(Records drawn from a dataset)
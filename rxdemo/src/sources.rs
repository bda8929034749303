// Copyright 2025 Umberto Gotti <umberto.gotti@umbertogotti.dev>
// Licensed under the Apache License, Version 2.0
// http://www.apache.org/licenses/LICENSE-2.0

//! Backend calls wrapped in the source type that matches what they can return.
//!
//! Every source is lazy: the backend is only called once the source is awaited or
//! subscribed, and each source makes exactly one call.

use rxdemo_core::{Completable, Maybe};

use crate::backend::Backend;

/// A fetch can legitimately come back without data, so it is a [`Maybe`] rather than a
/// `Single`: absence surfaces as an empty completion instead of an error.
pub fn fetch_from_server<B: Backend>(backend: B) -> Maybe<Vec<u8>> {
    Maybe::from_supplier(move || async move { Ok(backend.server_fetch().await) })
}

/// An action has nothing to return, only success or failure.
pub fn perform_server_action<B: Backend>(backend: B) -> Completable {
    Completable::from_action(move || async move { backend.server_action().await })
}

/// A single-row lookup: one value, no value, or an error.
pub fn lookup_from_db<T, B>(backend: B) -> Maybe<T>
where
    T: Send + 'static,
    B: Backend,
{
    Maybe::from_supplier(move || async move { Ok(backend.db_lookup::<T>().await) })
}
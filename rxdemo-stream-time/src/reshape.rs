// Copyright 2025 Umberto Gotti <umberto.gotti@umbertogotti.dev>
// Licensed under the Apache License, Version 2.0
// http://www.apache.org/licenses/LICENSE-2.0

use core::future::{ready, IntoFuture};
use core::time::Duration;
use futures::channel::mpsc::unbounded;
use futures::stream::{self, BoxStream, Stream, StreamExt};
use rxdemo_core::{debug, Result, Single};
use rxdemo_runtime::Timer;

/// Extension trait with the two operators the interval reshaper is built from.
pub trait ReshapeExt<T>: Stream<Item = T> + Sized {
    /// Decouples the upstream from a slow consumer.
    ///
    /// The upstream is driven by its own task and every item is kept in an unbounded queue
    /// until the downstream asks for it, so nothing is dropped and arrival order is kept.
    /// The task is spawned on the first poll and stops at the first item it cannot hand over
    /// after the downstream is dropped.
    ///
    /// Must be polled from within a tokio runtime.
    fn on_backpressure_buffer(self) -> BoxStream<'static, T>;

    /// Re-emits every item `delay` after the previous one was emitted (or after it arrived,
    /// if that is later).
    ///
    /// Each item is mapped onto a [`Single::timer`] and the timers are run strictly one after
    /// another, so items keep their order and none overlap.
    fn concat_map_timer<TM: Timer>(
        self,
        delay: Duration,
        timer: TM,
    ) -> BoxStream<'static, Result<T>>;
}

impl<S, T> ReshapeExt<T> for S
where
    S: Stream<Item = T> + Send + 'static,
    T: Send + 'static,
{
    fn on_backpressure_buffer(self) -> BoxStream<'static, T> {
        stream::once(async move {
            let (tx, rx) = unbounded();
            let mut upstream = Box::pin(self);

            tokio::spawn(async move {
                let mut forwarded = 0_usize;
                while let Some(item) = upstream.next().await {
                    if tx.unbounded_send(item).is_err() {
                        break;
                    }
                    forwarded += 1;
                }
                debug!("on_backpressure_buffer: upstream released after {forwarded} items");
            });

            rx
        })
        .flatten()
        .boxed()
    }

    fn concat_map_timer<TM: Timer>(
        self,
        delay: Duration,
        timer: TM,
    ) -> BoxStream<'static, Result<T>> {
        self.then(move |item| Single::timer(item, delay, timer.clone()).into_future())
            .boxed()
    }
}

/// Slows a periodic counter down to one value per `period` and stops before `limit`.
///
/// Every upstream value is kept (buffered while it waits its turn), so the output is the
/// upstream sequence itself, re-timed. The stream completes as soon as a value reaching
/// `limit` comes up; that value is not emitted.
pub fn reshape_interval<S, TM>(
    source: S,
    period: Duration,
    limit: u64,
    timer: TM,
) -> impl Stream<Item = Result<u64>> + Send
where
    S: Stream<Item = u64> + Send + 'static,
    TM: Timer,
{
    source
        .on_backpressure_buffer()
        .concat_map_timer(period, timer)
        .take_while(move |item| ready(!matches!(item, Ok(value) if *value >= limit)))
}
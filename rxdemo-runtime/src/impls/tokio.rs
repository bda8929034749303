// Copyright 2025 Umberto Gotti <umberto.gotti@umbertogotti.dev>
// Licensed under the Apache License, Version 2.0
// http://www.apache.org/licenses/LICENSE-2.0

use core::time::Duration;

use crate::timer::Timer;

/// [`Timer`] backed by `tokio::time`.
///
/// Instants come from `tokio::time::Instant`, so a paused tokio clock (`tokio::time::pause`)
/// drives both sleeps and `now()`.
#[derive(Clone, Copy, Debug, Default)]
pub struct TokioTimer;

impl Timer for TokioTimer {
    type Sleep = tokio::time::Sleep;

    type Instant = tokio::time::Instant;

    fn sleep_future(&self, duration: Duration) -> Self::Sleep {
        tokio::time::sleep(duration)
    }

    fn now(&self) -> Self::Instant {
        tokio::time::Instant::now()
    }
}
// Copyright 2025 Umberto Gotti <umberto.gotti@umbertogotti.dev>
// Licensed under the Apache License, Version 2.0
// http://www.apache.org/licenses/LICENSE-2.0

use crate::error::{DemoError, Result};

/// Terminal outcome of a value-or-none source.
///
/// Absence is its own variant: an `Empty` completion is a successful result that carries no
/// value, never an error and never "not yet computed".
#[derive(Debug, Clone, PartialEq, Eq)]
pub enum MaybeItem<T> {
    /// The source produced a value and completed
    Value(T),
    /// The source completed without a value
    Empty,
    /// The source failed
    Error(DemoError),
}

impl<T> MaybeItem<T> {
    /// Returns `true` if this is a `Value`.
    pub const fn is_value(&self) -> bool {
        matches!(self, MaybeItem::Value(_))
    }

    /// Returns `true` if this is an `Empty` completion.
    pub const fn is_empty(&self) -> bool {
        matches!(self, MaybeItem::Empty)
    }

    /// Returns `true` if this is an `Error`.
    pub const fn is_error(&self) -> bool {
        matches!(self, MaybeItem::Error(_))
    }

    /// Maps the contained value. Empty completions and errors pass through unchanged.
    pub fn map<U, F>(self, f: F) -> MaybeItem<U>
    where
        F: FnOnce(T) -> U,
    {
        match self {
            MaybeItem::Value(v) => MaybeItem::Value(f(v)),
            MaybeItem::Empty => MaybeItem::Empty,
            MaybeItem::Error(e) => MaybeItem::Error(e),
        }
    }
}

impl<T> From<Result<Option<T>>> for MaybeItem<T> {
    fn from(result: Result<Option<T>>) -> Self {
        match result {
            Ok(Some(v)) => MaybeItem::Value(v),
            Ok(None) => MaybeItem::Empty,
            Err(e) => MaybeItem::Error(e),
        }
    }
}

impl<T> From<Option<T>> for MaybeItem<T> {
    fn from(option: Option<T>) -> Self {
        option.map_or(MaybeItem::Empty, MaybeItem::Value)
    }
}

▶ _Problem description_:
Transcribe all of the entries without altering anything.

▶ _Response_:
filename rxdemo/src/sources.rs
repository bda8929034749303
// Copyright 2025 Umberto Gotti <umberto.gotti@umbertogotti.dev>
// Licensed under the Apache License, Version 2.0
// http://www.apache.org/licenses/LICENSE-2.0

//! Backend calls wrapped in the source type that matches what they can return.
//!
//! Every source is lazy: the backend is only called once the source is awaited or
//! subscribed, and each source makes exactly one call.

use rxdemo_core::{Completable, Maybe};

use crate::backend::Backend;

/// A fetch can legitimately come back without data, so it is a [`Maybe`] rather than a
/// `Single`: absence surfaces as an empty completion instead of an error.
pub fn fetch_from_server<B: Backend>(backend: B) -> Maybe<Vec<u8>> {
    Maybe::from_supplier(move || async move { Ok(backend.server_fetch().await) })
}

/// An action has nothing to return, only success or failure.
pub fn perform_server_action<B: Backend>(backend: B) -> Completable {
    Completable::from_action(move || async move { backend.server_action().await })
}

/// A single-row lookup: one value, no value, or an error.
pub fn lookup_from_db<T, B>(backend: B) -> Maybe<T>
where
    T: Send + 'static,
    B: Backend,
{
    Maybe::from_supplier(move || async move { Ok(backend.db_lookup::<T>().await) })
}
filename rxdemo-stream-time/src/reshape.rs
// Copyright 2025 Umberto Gotti <umberto.gotti@umbertogotti.dev>
// Licensed under the Apache License, Version 2.0
// http://www.apache.org/licenses/LICENSE-2.0

use core::future::{ready, IntoFuture};
use core::time::Duration;
use futures::channel::mpsc::unbounded;
use futures::stream::{self, BoxStream, Stream, StreamExt};
use rxdemo_core::{debug, Result, Single};
use rxdemo_runtime::Timer;

/// Extension trait with the two operators the interval reshaper is built from.
pub trait ReshapeExt<T>: Stream<Item = T> + Sized {
    /// Decouples the upstream from a slow consumer.
    ///
    /// The upstream is driven by its own task and every item is kept in an unbounded queue
    /// until the downstream asks for it, so nothing is dropped and arrival order is kept.
    /// The task is spawned on the first poll and stops at the first item it cannot hand over
    /// after the downstream is dropped.
    ///
    /// Must be polled from within a tokio runtime.
    fn on_backpressure_buffer(self) -> BoxStream<'static, T>;

    /// Re-emits every item `delay` after the previous one was emitted (or after it arrived,
    /// if that is later).
    ///
    /// Each item is mapped onto a [`Single::timer`] and the timers are run strictly one after
    /// another, so items keep their order and none overlap.
    fn concat_map_timer<TM: Timer>(
        self,
        delay: Duration,
        timer: TM,
    ) -> BoxStream<'static, Result<T>>;
}

impl<S, T> ReshapeExt<T> for S
where
    S: Stream<Item = T> + Send + 'static,
    T: Send + 'static,
{
    fn on_backpressure_buffer(self) -> BoxStream<'static, T> {
        stream::once(async move {
            let (tx, rx) = unbounded();
            let mut upstream = Box::pin(self);

            tokio::spawn(async move {
                let mut forwarded = 0_usize;
                while let Some(item) = upstream.next().await {
                    if tx.unbounded_send(item).is_err() {
                        break;
                    }
                    forwarded += 1;
                }
                debug!("on_backpressure_buffer: upstream released after {forwarded} items");
            });

            rx
        })
        .flatten()
        .boxed()
    }

    fn concat_map_timer<TM: Timer>(
        self,
        delay: Duration,
        timer: TM,
    ) -> BoxStream<'static, Result<T>> {
        self.then(move |item| Single::timer(item, delay, timer.clone()).into_future())
            .boxed()
    }
}

/// Slows a periodic counter down to one value per `period` and stops before `limit`.
///
/// Every upstream value is kept (buffered while it waits its turn), so the output is the
/// upstream sequence itself, re-timed. The stream completes as soon as a value reaching
/// `limit` comes up; that value is not emitted.
pub fn reshape_interval<S, TM>(
    source: S,
    period: Duration,
    limit: u64,
    timer: TM,
) -> impl Stream<Item = Result<u64>> + Send
where
    S: Stream<Item = u64> + Send + 'static,
    TM: Timer,
{
    source
        .on_backpressure_buffer()
        .concat_map_timer(period, timer)
        .take_while(move |item| ready(!matches!(item, Ok(value) if *value >= limit)))
}
filename rxdemo-runtime/src/impls/tokio.rs
repository bda8929034749303
// Copyright 2025 Umberto Gotti <umberto.gotti@umbertogotti.dev>
// Licensed under the Apache License, Version 2.0
// http://www.apache.org/licenses/LICENSE-2.0

use core::time::Duration;

use crate::timer::Timer;

/// [`Timer`] backed by `tokio::time`.
///
/// Instants come from `tokio::time::Instant`, so a paused tokio clock (`tokio::time::pause`)
/// drives both sleeps and `now()`.
#[derive(Clone, Copy, Debug, Default)]
pub struct TokioTimer;

impl Timer for TokioTimer {
    type Sleep = tokio::time::Sleep;

    type Instant = tokio::time::Instant;

    fn sleep_future(&self, duration: Duration) -> Self::Sleep {
        tokio::time::sleep(duration)
    }

    fn now(&self) -> Self::Instant {
        tokio::time::Instant::now()
    }
}
// Copyright 2025 Umberto Gotti <umberto.gotti@umbertogotti.dev>
// Licensed under the Apache License, Version 2.0
// http://www.apache.org/licenses/LICENSE-2.0

use crate::error::{DemoError, Result};

/// Terminal outcome of a value-or-none source.
///
/// Absence is its own variant: an `Empty` completion is a successful result that carries no
/// value, never an error and never "not yet computed".
#[derive(Debug, Clone, PartialEq, Eq)]
pub enum MaybeItem<T> {
    /// The source produced a value and completed
    Value(T),
    /// The source completed without a value
    Empty,
    /// The source failed
    Error(DemoError),
}

impl<T> MaybeItem<T> {
    /// Returns `true` if this is a `Value`.
    pub const fn is_value(&self) -> bool {
        matches!(self, MaybeItem::Value(_))
    }

    /// Returns `true` if this is an `Empty` completion.
    pub const fn is_empty(&self) -> bool {
        matches!(self, MaybeItem::Empty)
    }

    /// Returns `true` if this is an `Error`.
    pub const fn is_error(&self) -> bool {
        matches!(self, MaybeItem::Error(_))
    }

    /// Maps the contained value. Empty completions and errors pass through unchanged.
    pub fn map<U, F>(self, f: F) -> MaybeItem<U>
    where
        F: FnOnce(T) -> U,
    {
        match self {
            MaybeItem::Value(v) => MaybeItem::Value(f(v)),
            MaybeItem::Empty => MaybeItem::Empty,
            MaybeItem::Error(e) => MaybeItem::Error(e),
        }
    }
}

impl<T> From<Result<Option<T>>> for MaybeItem<T> {
    fn from(result: Result<Option<T>>) -> Self {
        match result {
            Ok(Some(v)) => MaybeItem::Value(v),
            Ok(None) => MaybeItem::Empty,
            Err(e) => MaybeItem::Error(e),
        }
    }
}

impl<T> From<Option<T>> for MaybeItem<T> {
    fn from(option: Option<T>) -> Self {
        option.map_or(MaybeItem::Empty, MaybeItem::Value)
    }
}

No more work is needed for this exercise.